While MTC is aware of Cran’s directive, it will continue capturing the data, its spokesperson Tim Ekandjo said in a statement yesterday.
According to Ekandjo, MTC is thoughtful to the notice as put ventilated by Cran, but “whilst we are in total unison with the considerations by Cran, MTC’s position is that the rationale behind its biometric as part of its “Verifi” process is an extended and enhanced tool for customer authenticity, considering increased cyber and online frauds often involving stolen identities.”
“Verifi, as part of the biometric data capturing process is done with the aim to offer additional security, which would then help tackle fraud and crime and offer customer convenience when it comes to their profiles with MTC,” Ekandjo said.
According to him, MTC is happy with the public’s response to the registration process, particularly pertaining to biometrics.
This, he said, is due to the fact that “the majority understand the security benefits that come with it”.
It is evidenced by the 1 002 032 SIM cards that MTC has so far registered.
“The position of MTC is that it will continue offering its biometric process as a condition of service to its customers,” Ekandjo stated, mincing no words in the face of the regulator.
Responding to New Era’s questions yesterday, CRAN’s spokerson Katrina Sikeni appeared unshaken by MTC’s bravado.
“Cran will take regulatory enforcement action against any operator who takes forceful capturing of mandatory biometric data from consumers for the process of SIM card registration,” Sikeni said.
She reiterated that consumers should be allowed to register their SIM cards with the required information.
“Thus, operators will only be required to collect the information as set out in the regulations, which includes, the name of the customer, his/her address of ordinary residence, and his/her Namibian ID, passport or any other official identity document issued by the government of any other country. Customers who, however, voluntarily choose to provide their biometric data are welcome to do so,” she asserted.
SIM card registration is a national initiative aimed at facilitating the investigation of crimes committed with the aid of telecommunications devices and enhancing e-commerce activities and online trading.
“There are also benefits and use cases that are directly facilitated by the registration of digital identities. Moreover, there has been an increase in the use of digital and/or online services, providing opportunities for Namibians to embrace virtual teaching and learning, mobile banking, online shopping, just to mention a few,” Sikeni said in a media dictum a few days ago.
This, however, is not the only battle in the longstanding battle between the two institutions.
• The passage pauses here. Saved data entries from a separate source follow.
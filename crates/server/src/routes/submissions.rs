use axum::{
    extract::{rejection::{JsonRejection, PathRejection}, Path, State},
    Json,
};
use serde::Serialize;
use service::submissions::{Submission, SubmissionInput};

use crate::errors::ApiError;
use crate::routes::AppState;

#[derive(Serialize, Debug)]
pub struct SaveResponse {
    pub success: bool,
    pub message: String,
    pub data: Submission,
}

#[derive(Serialize, Debug)]
pub struct SubmissionList {
    pub submissions: Vec<Submission>,
}

#[derive(Serialize, Debug)]
pub struct SubmissionItem {
    pub submission: Submission,
}

/// Save or replace the related topics of one question
pub async fn save_submission(
    State(state): State<AppState>,
    payload: Result<Json<SubmissionInput>, JsonRejection>,
) -> Result<Json<SaveResponse>, ApiError> {
    let Json(input) = payload?;
    let upserted = state.submissions.upsert(input).await.map_err(ApiError::save_failed)?;
    Ok(Json(SaveResponse {
        success: true,
        message: upserted.message(),
        data: upserted.submission,
    }))
}

/// All saved submissions in stored order
pub async fn list_submissions(State(state): State<AppState>) -> Result<Json<SubmissionList>, ApiError> {
    let submissions = state.submissions.list_all().await.map_err(ApiError::list_failed)?;
    Ok(Json(SubmissionList { submissions }))
}

pub async fn get_submission(
    State(state): State<AppState>,
    question_id: Result<Path<i64>, PathRejection>,
) -> Result<Json<SubmissionItem>, ApiError> {
    let Path(question_id) = question_id?;
    let submission = state.submissions.get_by_id(question_id).await.map_err(ApiError::get_failed)?;
    Ok(Json(SubmissionItem { submission }))
}
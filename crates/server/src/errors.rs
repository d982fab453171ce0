use axum::extract::rejection::{JsonRejection, PathRejection};
use axum::http::StatusCode;
use axum::response::{IntoResponse, Response};
use axum::Json;
use service::errors::ServiceError;
use tracing::error;

/// HTTP error rendered as `{"detail": "..."}`.
#[derive(Debug, Clone, PartialEq, Eq)]
pub struct ApiError {
    pub status: StatusCode,
    pub detail: String,
}

impl ApiError {
    pub fn new(status: StatusCode, detail: impl Into<String>) -> Self {
        Self { status, detail: detail.into() }
    }

    pub fn not_found() -> Self {
        Self::new(StatusCode::NOT_FOUND, "Submission not found")
    }

    fn internal(context: &str, e: impl std::fmt::Display) -> Self {
        Self::new(StatusCode::INTERNAL_SERVER_ERROR, format!("{context}: {e}"))
    }

    pub fn save_failed(e: ServiceError) -> Self {
        Self::internal("Failed to save submission", e)
    }

    pub fn list_failed(e: ServiceError) -> Self {
        Self::internal("Failed to retrieve submissions", e)
    }

    /// Lookup errors keep not-found distinct from storage failures.
    pub fn get_failed(e: ServiceError) -> Self {
        match e {
            ServiceError::NotFound(_) => Self::not_found(),
            other => Self::internal("Failed to retrieve submission", other),
        }
    }
}

impl From<JsonRejection> for ApiError {
    fn from(rejection: JsonRejection) -> Self {
        Self::new(StatusCode::UNPROCESSABLE_ENTITY, rejection.body_text())
    }
}

impl From<PathRejection> for ApiError {
    fn from(rejection: PathRejection) -> Self {
        Self::new(StatusCode::UNPROCESSABLE_ENTITY, rejection.body_text())
    }
}

impl IntoResponse for ApiError {
    fn into_response(self) -> Response {
        if self.status.is_server_error() {
            error!(status = %self.status, detail = %self.detail, "request failed");
        }
        (self.status, Json(serde_json::json!({"detail": self.detail}))).into_response()
    }
}

#[cfg(test)]
mod tests {
    use super::*;

    #[test]
    fn storage_errors_embed_raw_text() {
        let e = ApiError::save_failed(ServiceError::Storage("Permission denied (os error 13)".into()));
        assert_eq!(e.status, StatusCode::INTERNAL_SERVER_ERROR);
        assert_eq!(e.detail, "Failed to save submission: Permission denied (os error 13)");

        let e = ApiError::list_failed(ServiceError::Storage("boom".into()));
        assert_eq!(e.detail, "Failed to retrieve submissions: boom");
    }

    #[test]
    fn lookup_maps_not_found_to_404() {
        assert_eq!(ApiError::get_failed(ServiceError::not_found("submission")), ApiError::not_found());
        let e = ApiError::get_failed(ServiceError::Storage("bad json".into()));
        assert_eq!(e.status, StatusCode::INTERNAL_SERVER_ERROR);
        assert_eq!(e.detail, "Failed to retrieve submission: bad json");
    }
}
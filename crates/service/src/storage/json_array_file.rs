use std::{io, marker::PhantomData, path::{Path, PathBuf}};

use serde::{de::DeserializeOwned, Serialize};
use serde_json::error::Category;
use thiserror::Error;
use tokio::fs;

/// Why a collection could not be loaded from disk.
#[derive(Debug, Error)]
pub enum LoadError {
    #[error("{0}")]
    Io(#[from] io::Error),
    /// Not parseable as JSON at all (syntax error or truncated content).
    #[error("{0}")]
    Malformed(serde_json::Error),
    /// Valid JSON that does not have the expected array-of-records shape.
    #[error("{0}")]
    Shape(serde_json::Error),
}

impl From<serde_json::Error> for LoadError {
    fn from(e: serde_json::Error) -> Self {
        match e.classify() {
            Category::Data => Self::Shape(e),
            Category::Syntax | Category::Eof | Category::Io => Self::Malformed(e),
        }
    }
}

/// A single file holding a whole collection as one JSON array.
///
/// Every write replaces the file contents in full; there is no append path
/// and no atomic rename, so an interrupted write can leave a truncated file.
#[derive(Debug, Clone)]
pub struct JsonArrayFile<T> {
    path: PathBuf,
    _marker: PhantomData<fn() -> T>,
}

impl<T> JsonArrayFile<T>
where
    T: Serialize + DeserializeOwned,
{
    pub fn new<P: Into<PathBuf>>(path: P) -> Self {
        Self { path: path.into(), _marker: PhantomData }
    }

    pub fn path(&self) -> &Path {
        &self.path
    }

    /// Read and parse the whole file. `Ok(None)` when the file does not exist.
    pub async fn read(&self) -> Result<Option<Vec<T>>, LoadError> {
        let bytes = match fs::read(&self.path).await {
            Ok(bytes) => bytes,
            Err(e) if e.kind() == io::ErrorKind::NotFound => return Ok(None),
            Err(e) => return Err(LoadError::Io(e)),
        };
        let items = serde_json::from_slice::<Vec<T>>(&bytes)?;
        Ok(Some(items))
    }

    /// Serialize `items` as a pretty-printed array and overwrite the file.
    pub async fn write(&self, items: &[T]) -> io::Result<()> {
        if let Some(parent) = self.path.parent().filter(|p| !p.as_os_str().is_empty()) {
            fs::create_dir_all(parent).await?;
        }
        let data = serde_json::to_vec_pretty(items).map_err(io::Error::other)?;
        fs::write(&self.path, data).await
    }
}

#[cfg(test)]
mod tests {
    use super::*;
    use serde::Deserialize;

    #[derive(Debug, Serialize, Deserialize, PartialEq)]
    struct Item {
        id: i64,
        label: String,
    }

    fn tmp_path() -> PathBuf {
        std::env::temp_dir()
            .join(format!("json_array_file_{}", uuid::Uuid::new_v4()))
            .join("items.json")
    }

    #[tokio::test]
    async fn missing_file_reads_as_none() -> Result<(), anyhow::Error> {
        let file = JsonArrayFile::<Item>::new(tmp_path());
        assert!(file.read().await?.is_none());
        Ok(())
    }

    #[tokio::test]
    async fn write_creates_parent_and_pretty_prints_utf8() -> Result<(), anyhow::Error> {
        let path = tmp_path();
        let file = JsonArrayFile::<Item>::new(&path);
        let items = vec![Item { id: 7, label: "géométrie".into() }];
        file.write(&items).await?;

        let raw = tokio::fs::read_to_string(&path).await?;
        assert!(raw.starts_with("[\n  {\n    \"id\": 7,"));
        assert!(raw.contains("géométrie"), "non-ASCII must be written literally: {raw}");
        assert_eq!(file.read().await?, Some(items));

        let _ = tokio::fs::remove_dir_all(path.parent().unwrap()).await;
        Ok(())
    }

    #[tokio::test]
    async fn garbage_content_is_malformed() -> Result<(), anyhow::Error> {
        let path = tmp_path();
        tokio::fs::create_dir_all(path.parent().unwrap()).await?;
        tokio::fs::write(&path, b"{not json").await?;
        let file = JsonArrayFile::<Item>::new(&path);
        assert!(matches!(file.read().await, Err(LoadError::Malformed(_))));

        let _ = tokio::fs::remove_dir_all(path.parent().unwrap()).await;
        Ok(())
    }

    #[tokio::test]
    async fn valid_json_of_wrong_shape_is_not_malformed() -> Result<(), anyhow::Error> {
        let path = tmp_path();
        tokio::fs::create_dir_all(path.parent().unwrap()).await?;
        let file = JsonArrayFile::<Item>::new(&path);

        tokio::fs::write(&path, br#"[{"id": 1}]"#).await?;
        assert!(matches!(file.read().await, Err(LoadError::Shape(_))));

        tokio::fs::write(&path, br#"{"id": 1, "label": "x"}"#).await?;
        assert!(matches!(file.read().await, Err(LoadError::Shape(_))));

        tokio::fs::write(&path, b"[{\"id\": 1, \"label\": ").await?;
        assert!(matches!(file.read().await, Err(LoadError::Malformed(_))));

        let _ = tokio::fs::remove_dir_all(path.parent().unwrap()).await;
        Ok(())
    }

    #[tokio::test]
    async fn directory_in_place_of_file_is_io_error() -> Result<(), anyhow::Error> {
        let path = tmp_path();
        tokio::fs::create_dir_all(&path).await?;
        let file = JsonArrayFile::<Item>::new(&path);
        assert!(matches!(file.read().await, Err(LoadError::Io(_))));
        assert!(file.write(&[]).await.is_err());

        let _ = tokio::fs::remove_dir_all(path.parent().unwrap()).await;
        Ok(())
    }
}
use async_trait::async_trait;

use super::domain::{Submission, SubmissionInput, Upserted};
use crate::errors::ServiceError;

/// Persistence seam used by the HTTP layer.
/// The file-backed `SubmissionStore` is the production implementation.
#[async_trait]
pub trait SubmissionRepository: Send + Sync {
    async fn list_all(&self) -> Result<Vec<Submission>, ServiceError>;
    async fn get_by_id(&self, id: i64) -> Result<Submission, ServiceError>;
    async fn upsert(&self, input: SubmissionInput) -> Result<Upserted, ServiceError>;
}

/// Simple in-memory mock repository for tests
pub mod mock {
    use super::*;
    use crate::submissions::domain::local_timestamp;
    use std::sync::Mutex;

    #[derive(Default)]
    pub struct MockSubmissionRepository {
        items: Mutex<Vec<Submission>>,
        failure: Option<String>,
    }

    impl MockSubmissionRepository {
        /// A repository whose every call fails with `ServiceError::Storage(message)`.
        pub fn failing(message: impl Into<String>) -> Self {
            Self { items: Mutex::default(), failure: Some(message.into()) }
        }

        fn check(&self) -> Result<(), ServiceError> {
            match &self.failure {
                Some(msg) => Err(ServiceError::Storage(msg.clone())),
                None => Ok(()),
            }
        }
    }

    #[async_trait]
    impl SubmissionRepository for MockSubmissionRepository {
        async fn list_all(&self) -> Result<Vec<Submission>, ServiceError> {
            self.check()?;
            Ok(self.items.lock().unwrap().clone())
        }

        async fn get_by_id(&self, id: i64) -> Result<Submission, ServiceError> {
            self.check()?;
            let items = self.items.lock().unwrap();
            items
                .iter()
                .find(|s| s.id == id)
                .cloned()
                .ok_or_else(|| ServiceError::not_found("submission"))
        }

        async fn upsert(&self, input: SubmissionInput) -> Result<Upserted, ServiceError> {
            self.check()?;
            let record = input.into_submission(local_timestamp());
            let mut items = self.items.lock().unwrap();
            let replaced = match items.iter().position(|s| s.id == record.id) {
                Some(i) => {
                    items[i] = record.clone();
                    true
                }
                None => {
                    items.push(record.clone());
                    false
                }
            };
            Ok(Upserted { submission: record, replaced })
        }
    }
}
Over the years, the regulator has lamented being financially drained due to its inability to collect the regulatory levy from providers of communication services.
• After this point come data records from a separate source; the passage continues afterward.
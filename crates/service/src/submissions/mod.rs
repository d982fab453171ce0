//! Question submissions: domain types, the repository seam and the
//! file-backed store behind the HTTP endpoints.

pub mod domain;
pub mod repository;
pub mod store;

pub use domain::{Submission, SubmissionInput, Upserted};
pub use repository::SubmissionRepository;
pub use store::SubmissionStore;
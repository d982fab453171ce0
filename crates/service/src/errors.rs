use thiserror::Error;

use crate::storage::json_array_file::LoadError;

/// The two failure kinds surfaced by submission operations.
#[derive(Debug, Error, Clone, PartialEq, Eq)]
pub enum ServiceError {
    #[error("not found: {0}")]
    NotFound(String),
    /// Carries the underlying I/O or parse error text verbatim.
    #[error("{0}")]
    Storage(String),
}

impl ServiceError {
    pub fn not_found(entity: &str) -> Self { Self::NotFound(entity.to_string()) }

    pub fn storage(err: impl std::fmt::Display) -> Self { Self::Storage(err.to_string()) }
}


impl From<LoadError> for ServiceError {
    fn from(e: LoadError) -> Self {
        Self::storage(e)
    }
}

impl From<std::io::Error> for ServiceError {
    fn from(e: std::io::Error) -> Self {
        Self::storage(e)
    }
}
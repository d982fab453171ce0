use std::io;
use tracing_subscriber::{fmt, EnvFilter};

const DEFAULT_FILTER: &str = "info,tower_http=info,axum=info";

/// Initialize tracing subscriber with sensible defaults and stdout writer.
/// - Respects `RUST_LOG` if set
/// - Falls back to `info,tower_http=info,axum=info`
/// - Writes to stdout to improve visibility in environments that hide stderr
pub fn init_logging_default() {
    let env_filter = EnvFilter::try_from_default_env()
        .unwrap_or_else(|_| EnvFilter::new(DEFAULT_FILTER));
    let _ = fmt()
        .with_env_filter(env_filter)
        .with_target(false)
        .compact()
        .with_writer(io::stdout)
        .try_init();
}

/// Initialize tracing subscriber with JSON structured output.
/// - Respects `RUST_LOG` if set, defaults to `info` plus debug for the store
/// - Emits structured JSON logs for better machine parsing
pub fn init_logging_json() {
    // RUST_LOG overrides, e.g. RUST_LOG=info,service::submissions=trace
    let env_filter = EnvFilter::try_from_default_env()
        .unwrap_or_else(|_| EnvFilter::new("info,service::submissions=debug"));
    let _ = fmt()
        .with_env_filter(env_filter)
        .with_target(false)
        .json()
        .with_writer(io::stdout)
        .try_init();
}

/// Pick the subscriber by the configured format name (`"json"` or anything else for compact).
pub fn init_logging(format: &str) {
    if format.eq_ignore_ascii_case("json") {
        init_logging_json();
    } else {
        init_logging_default();
    }
}
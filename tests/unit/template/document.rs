use super::*;

#[test]
fn parses_flat_primitives_in_document_order() {
    let svg = br##"<svg xmlns="http://www.w3.org/2000/svg">
        <rect x="0" y="0" width="100" height="200" fill="#ff0000"/>
        <circle cx="80" cy="40" r="10" fill="#0000ff"/>
        <path d="M 0 0 L 10 0 L 10 10 Z" fill="#00ff00"/>
    </svg>"##;
    let shapes = parse_template(svg).unwrap();
    assert_eq!(shapes.len(), 3);
    assert_eq!(
        shapes[0].geometry,
        ShapeGeometry::Rect { x: 0.0, y: 0.0, width: 100.0, height: 200.0, rx: 0.0, ry: 0.0 }
    );
    assert_eq!(shapes[0].fill, Some(Rgba8::opaque(255, 0, 0)));
    assert_eq!(
        shapes[1].geometry,
        ShapeGeometry::Circle { cx: 80.0, cy: 40.0, r: 10.0 }
    );
    assert!(matches!(shapes[2].geometry, ShapeGeometry::Path { .. }));
}

#[test]
fn nested_groups_inherit_paint() {
    let svg = br##"<svg xmlns="http://www.w3.org/2000/svg">
        <g fill="#ff0000">
            <g><rect x="1" y="2" width="3" height="4"/></g>
        </g>
    </svg>"##;
    let shapes = parse_template(svg).unwrap();
    assert_eq!(shapes[0].fill, Some(Rgba8::opaque(255, 0, 0)));
    assert_eq!(shapes[0].stroke, None);
}

#[test]
fn style_attribute_wins_over_presentation_attribute() {
    let svg = br##"<svg xmlns="http://www.w3.org/2000/svg">
        <rect width="1" height="1" fill="#00ff00" style="fill: #ff0000; stroke:#0000ff"/>
    </svg>"##;
    let shapes = parse_template(svg).unwrap();
    assert_eq!(shapes[0].fill, Some(Rgba8::opaque(255, 0, 0)));
    assert_eq!(shapes[0].stroke, Some(Rgba8::opaque(0, 0, 255)));
}

#[test]
fn fill_none_resolves_to_no_paint() {
    let svg = br##"<svg xmlns="http://www.w3.org/2000/svg">
        <rect width="1" height="1" fill="none" stroke="#E30613"/>
    </svg>"##;
    let shapes = parse_template(svg).unwrap();
    assert_eq!(shapes[0].fill, None);
    assert_eq!(shapes[0].stroke, Some(Rgba8::opaque(0xe3, 0x06, 0x13)));
}

#[test]
fn non_hex_paint_is_ignored_not_fatal() {
    let svg = br##"<svg xmlns="http://www.w3.org/2000/svg">
        <rect width="1" height="1" fill="url(#grad)"/>
    </svg>"##;
    let shapes = parse_template(svg).unwrap();
    assert_eq!(shapes[0].fill, None);
}

#[test]
fn px_suffix_and_missing_lengths_default_sanely() {
    let svg = br##"<svg xmlns="http://www.w3.org/2000/svg">
        <rect width="10px" height="20px" fill="#ff0000"/>
    </svg>"##;
    let shapes = parse_template(svg).unwrap();
    assert_eq!(
        shapes[0].geometry,
        ShapeGeometry::Rect { x: 0.0, y: 0.0, width: 10.0, height: 20.0, rx: 0.0, ry: 0.0 }
    );
}

#[test]
fn malformed_xml_is_a_decode_error() {
    let err = parse_template(b"<svg><rect").unwrap_err();
    assert!(matches!(err, CaseforgeError::AssetDecode(_)));
}

#[test]
fn non_svg_root_is_a_decode_error() {
    let err = parse_template(b"<html></html>").unwrap_err();
    assert!(matches!(err, CaseforgeError::AssetDecode(_)));
}

#[test]
fn path_without_data_is_a_decode_error() {
    let svg = br##"<svg xmlns="http://www.w3.org/2000/svg"><path fill="#ff0000"/></svg>"##;
    assert!(matches!(
        parse_template(svg).unwrap_err(),
        CaseforgeError::AssetDecode(_)
    ));
}
pub(crate) mod state;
“The regulatory levy is one of the key revenue streams that Cran has to enable it to regulate the industry. As a result, since the court’s ruling, we have had to scale down on the operations, scale down on some of our business plans and projects because the resources that we have cannot enable us to implement those projects or to resource the organisation in terms of more new positions, [purchase] equipment or to do more activities to regulate the industry properly,” its former CEO, Festus Mbandeka said in 2019.
The levy constituted around 60% of Cran’s revenue.
Between 2018 and 2020, Cran lost at least N$158 million through regulatory levies it could not collect.
On its part, MTC has been unrepentant, refusing to budge to Cran’s levy demands, at least in their entirety.
MTC’s top legal brain, Patience Kanalelo has maintained that Section 23 of the Communications Act needs a revisit as it gives Cran unfettered powers.
MTC has been of the view particularly that Section 23 (3) (a) which gives Cran the power to “impose different percentages or different fixed amounts providers of communication services or categories of such providers” is unreasonably discriminatory.
“There are just two critical things that need to be addressed. Firstly, the discrimination of trying to discriminate in percentages to the different licensees. We feel that is against the [fair] competition. The second issue is that Cran wants to recover its past regulatory costs on something that was already declared unconstitutional. We feel that needs to be addressed and corrected,” Kanalelo said in 2019.
This has been MTC’s legal basis against Cran’s levy wishes.
In 2018, the Supreme Court found that Section 23(2)(a) of the Communications Act, which gives the Cran the power to impose a regulatory levy on providers was unconstitutional on the grounds that it granted uncircumscribed plenary legislative powers to Cran due to the absence of guidelines.
This case was first brought before the courts by Telecom, where Kanalelo was the principal legal advisor.
After a protracted legal tussle, all eyes are now fixated on the Supreme Court judgement on whether it is MTC or Cran will have its way.